- **WHAT IS NEEDED**
Whenever a line in this data holds the word "maker", report that line in full.

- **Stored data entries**
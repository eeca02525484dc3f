//! Catalog caching, seller listings, order history, profile and community
//! scenarios.
//!
//! Run with: cargo test -p craftify-integration-tests

use std::sync::Arc;

use craftify_client::api::{ItemDraft, ProfileUpdate};
use craftify_client::{ClientError, MemoryTokenStore, OrderWindow};
use craftify_core::{ItemId, UserId};
use craftify_integration_tests::{
    Endpoint, FakeMarketplace, Failure, item_body, signed_in_storefront, storefront,
};
use rust_decimal::Decimal;
use serde_json::json;

fn order_body(id: i64, total: &str) -> serde_json::Value {
    json!({
        "id": id,
        "created_at": "2024-06-01T10:00:00Z",
        "items": [{"name": "Walnut bowl", "quantity": 1, "price": total}],
        "total_amount": total
    })
}

// ============================================================================
// Catalog
// ============================================================================

#[tokio::test]
async fn test_catalog_browsing_needs_no_session() {
    let api = Arc::new(FakeMarketplace::new());
    let tokens = Arc::new(MemoryTokenStore::new());
    let app = storefront(&api, &tokens);
    app.start().await;
    api.reply(
        Endpoint::ListItems,
        json!([item_body(7, "24.50"), item_body(8, "12.00")]),
    );

    let items = app.catalog().list_items().await.expect("items listed");

    assert_eq!(items.len(), 2);
    assert_eq!(items[0].price, Decimal::new(2450, 2));
    assert!(api.bearer().is_none());
}

#[tokio::test]
async fn test_catalog_serves_repeat_reads_from_cache() {
    let api = Arc::new(FakeMarketplace::new());
    let tokens = Arc::new(MemoryTokenStore::new());
    let app = storefront(&api, &tokens);
    api.reply(Endpoint::ListItems, json!([item_body(7, "24.50")]));

    app.catalog().list_items().await.expect("items listed");
    app.catalog().list_items().await.expect("items listed");
    let item = app.catalog().get_item(ItemId::new(7)).await.expect("item");

    assert_eq!(item.name, "Item 7");
    assert_eq!(api.count(Endpoint::ListItems), 1);
    assert_eq!(api.count(Endpoint::GetItem), 0);
}

#[tokio::test]
async fn test_catalog_invalidation_refetches() {
    let api = Arc::new(FakeMarketplace::new());
    let tokens = Arc::new(MemoryTokenStore::new());
    let app = storefront(&api, &tokens);
    api.reply(Endpoint::GetItem, item_body(7, "24.50"));
    api.reply(Endpoint::GetItem, item_body(7, "20.00"));

    app.catalog().get_item(ItemId::new(7)).await.expect("item");
    app.catalog().invalidate_item(ItemId::new(7)).await;
    let item = app.catalog().get_item(ItemId::new(7)).await.expect("item");

    assert_eq!(item.price, Decimal::new(20, 0));
    assert_eq!(api.count(Endpoint::GetItem), 2);

    app.catalog().invalidate_all().await;
    let err = app
        .catalog()
        .get_item(ItemId::new(7))
        .await
        .expect_err("nothing scripted");
    assert!(err.to_string().contains("404"));
}

// ============================================================================
// Orders
// ============================================================================

#[tokio::test]
async fn test_orders_require_session() {
    let api = Arc::new(FakeMarketplace::new());
    let tokens = Arc::new(MemoryTokenStore::new());
    let app = storefront(&api, &tokens);
    app.start().await;

    app.fetch_orders(OrderWindow::Last30Days).await;

    assert!(app.order_state().orders.is_empty());
    assert_eq!(api.count(Endpoint::ListOrders), 0);
}

#[tokio::test]
async fn test_orders_load_for_window() {
    let (app, api, _tokens) = signed_in_storefront(1, json!([])).await;
    api.reply(
        Endpoint::ListOrders,
        json!([order_body(1, "24.50"), order_body(2, "12.00")]),
    );

    app.fetch_orders(OrderWindow::Last60Days).await;

    let state = app.order_state();
    assert_eq!(state.orders.len(), 2);
    assert_eq!(state.window, OrderWindow::Last60Days);
    assert!(!state.loading);
    assert_eq!(
        api.calls().last().expect("orders recorded").args,
        json!({ "days": 60 })
    );
}

#[tokio::test]
async fn test_failed_order_fetch_keeps_previous_orders() {
    let (app, api, _tokens) = signed_in_storefront(1, json!([])).await;
    api.reply(Endpoint::ListOrders, json!([order_body(1, "24.50")]));
    app.fetch_orders(OrderWindow::Last30Days).await;

    api.fail(Endpoint::ListOrders, Failure::Status(500));
    app.fetch_orders(OrderWindow::Last90Days).await;

    let state = app.order_state();
    assert_eq!(state.orders.len(), 1);
    assert!(state.error.is_some());
}

#[tokio::test]
async fn test_logout_clears_orders() {
    let (app, api, _tokens) = signed_in_storefront(1, json!([])).await;
    api.reply(Endpoint::ListOrders, json!([order_body(1, "24.50")]));
    app.fetch_orders(OrderWindow::Last30Days).await;
    assert_eq!(app.order_state().orders.len(), 1);

    app.logout().await;

    assert!(app.order_state().orders.is_empty());
}

// ============================================================================
// Profile
// ============================================================================

#[tokio::test]
async fn test_profile_requires_session() {
    let api = Arc::new(FakeMarketplace::new());
    let tokens = Arc::new(MemoryTokenStore::new());
    let app = storefront(&api, &tokens);
    app.start().await;

    let err = app.profile().await.expect_err("not signed in");

    assert!(matches!(err, ClientError::NotAuthenticated));
    assert!(api.calls().is_empty());
}

#[tokio::test]
async fn test_profile_loads_for_signed_in_user() {
    let (app, api, _tokens) = signed_in_storefront(5, json!([])).await;
    api.reply(
        Endpoint::GetProfile,
        json!({"id": 5, "username": "maker", "email": "maker@example.com", "bio": null}),
    );

    let profile = app.profile().await.expect("profile");

    assert_eq!(profile.username, "maker");
    assert_eq!(
        api.calls().last().expect("profile recorded").args,
        json!({ "user_id": 5 })
    );
}

#[tokio::test]
async fn test_profile_update_sends_only_changed_fields() {
    let (app, api, _tokens) = signed_in_storefront(5, json!([])).await;
    api.reply(
        Endpoint::UpdateProfile,
        json!({"id": 5, "username": "maker", "bio": "Woodworker"}),
    );

    let update = ProfileUpdate {
        bio: Some("Woodworker".to_string()),
        ..ProfileUpdate::default()
    };
    let profile = app.update_profile(&update).await.expect("updated");

    assert_eq!(profile.bio.as_deref(), Some("Woodworker"));
    assert_eq!(
        api.calls().last().expect("update recorded").args,
        json!({ "user_id": 5, "update": { "bio": "Woodworker" } })
    );
}

#[tokio::test]
async fn test_empty_profile_update_is_rejected() {
    let (app, api, _tokens) = signed_in_storefront(5, json!([])).await;

    let err = app
        .update_profile(&ProfileUpdate::default())
        .await
        .expect_err("nothing to update");

    assert!(matches!(err, ClientError::Validation(_)));
    assert_eq!(api.count(Endpoint::UpdateProfile), 0);
}

// ============================================================================
// Seller listings
// ============================================================================

fn mug() -> ItemDraft {
    ItemDraft::new("Mug", Decimal::new(1200, 2))
}

#[tokio::test]
async fn test_listing_requires_session() {
    let api = Arc::new(FakeMarketplace::new());
    let tokens = Arc::new(MemoryTokenStore::new());
    let app = storefront(&api, &tokens);
    app.start().await;

    let err = app.create_item(&mug()).await.expect_err("anonymous");

    assert!(err.requires_login());
    assert!(api.calls().is_empty());
}

#[tokio::test]
async fn test_invalid_draft_is_rejected_locally() {
    let (app, api, _tokens) = signed_in_storefront(2, json!([])).await;
    let draft = ItemDraft::new("  ", Decimal::ONE);

    let err = app.create_item(&draft).await.expect_err("no name");

    assert!(matches!(err, ClientError::Validation(_)));
    assert_eq!(api.count(Endpoint::CreateItem), 0);
}

#[tokio::test]
async fn test_new_listing_shows_on_next_browse() {
    let (app, api, _tokens) = signed_in_storefront(2, json!([])).await;
    api.reply(Endpoint::ListItems, json!([item_body(7, "24.50")]));
    app.catalog().list_items().await.expect("first listing");

    api.reply(Endpoint::CreateItem, item_body(9, "12.00"));
    api.reply(
        Endpoint::ListItems,
        json!([item_body(7, "24.50"), item_body(9, "12.00")]),
    );
    let item = app.create_item(&mug()).await.expect("listed");
    let items = app.catalog().list_items().await.expect("second listing");

    assert_eq!(item.id, ItemId::new(9));
    assert_eq!(items.len(), 2);
    assert_eq!(api.count(Endpoint::ListItems), 2);
    let created = api
        .calls()
        .into_iter()
        .find(|call| call.endpoint == Endpoint::CreateItem)
        .expect("create recorded");
    assert_eq!(created.args["name"], "Mug");
    assert_eq!(created.args["price"], "12.00");
}

#[tokio::test]
async fn test_edit_refreshes_cached_detail() {
    let (app, api, _tokens) = signed_in_storefront(2, json!([])).await;
    api.reply(Endpoint::GetItem, item_body(7, "24.50"));
    app.catalog().get_item(ItemId::new(7)).await.expect("detail");

    api.reply(Endpoint::UpdateItem, item_body(7, "30.00"));
    api.reply(Endpoint::GetItem, item_body(7, "30.00"));
    let mut draft = mug();
    draft.price = Decimal::new(30, 0);
    app.update_item(ItemId::new(7), &draft).await.expect("edited");
    let item = app.catalog().get_item(ItemId::new(7)).await.expect("detail");

    assert_eq!(item.price, Decimal::new(30, 0));
    assert_eq!(api.count(Endpoint::GetItem), 2);
}

#[tokio::test]
async fn test_failed_delete_keeps_cached_listing() {
    let (app, api, _tokens) = signed_in_storefront(2, json!([])).await;
    api.reply(Endpoint::ListItems, json!([item_body(7, "24.50")]));
    app.catalog().list_items().await.expect("listing");
    api.fail(Endpoint::DeleteItem, Failure::Status(403));

    app.delete_item(ItemId::new(7)).await.expect_err("refused");
    app.catalog().list_items().await.expect("cached listing");

    assert_eq!(api.count(Endpoint::ListItems), 1);
}

#[tokio::test]
async fn test_delete_drops_item_from_cache() {
    let (app, api, _tokens) = signed_in_storefront(2, json!([])).await;
    api.reply(Endpoint::ListItems, json!([item_body(7, "24.50")]));
    app.catalog().list_items().await.expect("listing");

    api.reply(Endpoint::ListItems, json!([]));
    app.delete_item(ItemId::new(7)).await.expect("deleted");
    let items = app.catalog().list_items().await.expect("listing");

    assert!(items.is_empty());
    assert_eq!(api.count(Endpoint::ListItems), 2);
}

#[tokio::test]
async fn test_my_items_are_the_sellers_own() {
    let (app, api, _tokens) = signed_in_storefront(2, json!([])).await;
    let mut someone_else = item_body(8, "5.00");
    someone_else["seller"] = json!(3);
    api.reply(
        Endpoint::ListItems,
        json!([item_body(7, "24.50"), someone_else, item_body(9, "12.00")]),
    );

    let mine = app.my_items().await.expect("listing");

    let ids: Vec<ItemId> = mine.iter().map(|item| item.id).collect();
    assert_eq!(ids, vec![ItemId::new(7), ItemId::new(9)]);
}

// ============================================================================
// Community
// ============================================================================

#[tokio::test]
async fn test_uncommented_profile_has_no_comments() {
    let api = Arc::new(FakeMarketplace::new());
    let tokens = Arc::new(MemoryTokenStore::new());
    let app = storefront(&api, &tokens);
    app.start().await;

    let comments = app.comments(&UserId::Numeric(5)).await.expect("404 is empty");

    assert!(comments.is_empty());
}

#[tokio::test]
async fn test_comment_server_errors_surface() {
    let (app, api, _tokens) = signed_in_storefront(1, json!([])).await;
    api.fail(Endpoint::ListComments, Failure::Status(500));

    let err = app.comments(&UserId::Numeric(5)).await.expect_err("server error");

    assert!(matches!(err, ClientError::Api(_)));
}

#[tokio::test]
async fn test_comments_list_in_server_order() {
    let (app, api, _tokens) = signed_in_storefront(1, json!([])).await;
    api.reply(
        Endpoint::ListComments,
        json!([
            {"id": 1, "comment": "Lovely glaze", "user_name": "ada"},
            {"id": 2, "text": "Fast shipping"}
        ]),
    );

    let comments = app.comments(&UserId::Numeric(5)).await.expect("comments");

    let texts: Vec<&str> = comments.iter().map(|c| c.text.as_str()).collect();
    assert_eq!(texts, vec!["Lovely glaze", "Fast shipping"]);
    assert_eq!(api.calls().last().expect("recorded").args, json!({ "user_id": 5 }));
}

#[tokio::test]
async fn test_posting_comment_trims_and_requires_text() {
    let (app, api, _tokens) = signed_in_storefront(1, json!([])).await;

    let err = app
        .post_comment(&UserId::Numeric(5), "   ")
        .await
        .expect_err("blank");
    assert!(matches!(err, ClientError::Validation(_)));
    assert_eq!(api.count(Endpoint::PostComment), 0);

    api.reply(Endpoint::PostComment, json!({"id": 3, "comment": "Great"}));
    let comment = app
        .post_comment(&UserId::Numeric(5), "  Great ")
        .await
        .expect("posted");

    assert_eq!(comment.text, "Great");
    assert_eq!(
        api.calls().last().expect("recorded").args,
        json!({ "user_id": 5, "comment": "Great" })
    );
}

#[tokio::test]
async fn test_posting_comment_requires_session() {
    let api = Arc::new(FakeMarketplace::new());
    let tokens = Arc::new(MemoryTokenStore::new());
    let app = storefront(&api, &tokens);
    app.start().await;

    let err = app
        .post_comment(&UserId::Numeric(5), "Great")
        .await
        .expect_err("anonymous");

    assert!(err.requires_login());
    assert!(api.calls().is_empty());
}

#[tokio::test]
async fn test_user_directory_pages_from_one() {
    let (app, api, _tokens) = signed_in_storefront(1, json!([])).await;

    let err = app.users(0).await.expect_err("page 0");
    assert!(matches!(err, ClientError::Validation(_)));
    assert_eq!(api.count(Endpoint::ListUsers), 0);

    api.reply(
        Endpoint::ListUsers,
        json!({
            "count": 41,
            "next": "http://127.0.0.1:8000/api/users/?page=3",
            "previous": "http://127.0.0.1:8000/api/users/?page=1",
            "results": [{"id": 21, "username": "ada"}]
        }),
    );
    let page = app.users(2).await.expect("page 2");

    assert_eq!(page.total_pages(), 3);
    assert_eq!(page.results[0].username, "ada");
    assert_eq!(api.calls().last().expect("recorded").args, json!({ "page": 2 }));
}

- **OUTPUT OF THE TASK**
        json!({"id": 5, "username": "maker", "email": "maker@example.com", "bio": null}),
    assert_eq!(profile.username, "maker");
        json!({"id": 5, "username": "maker", "bio": "Woodworker"}),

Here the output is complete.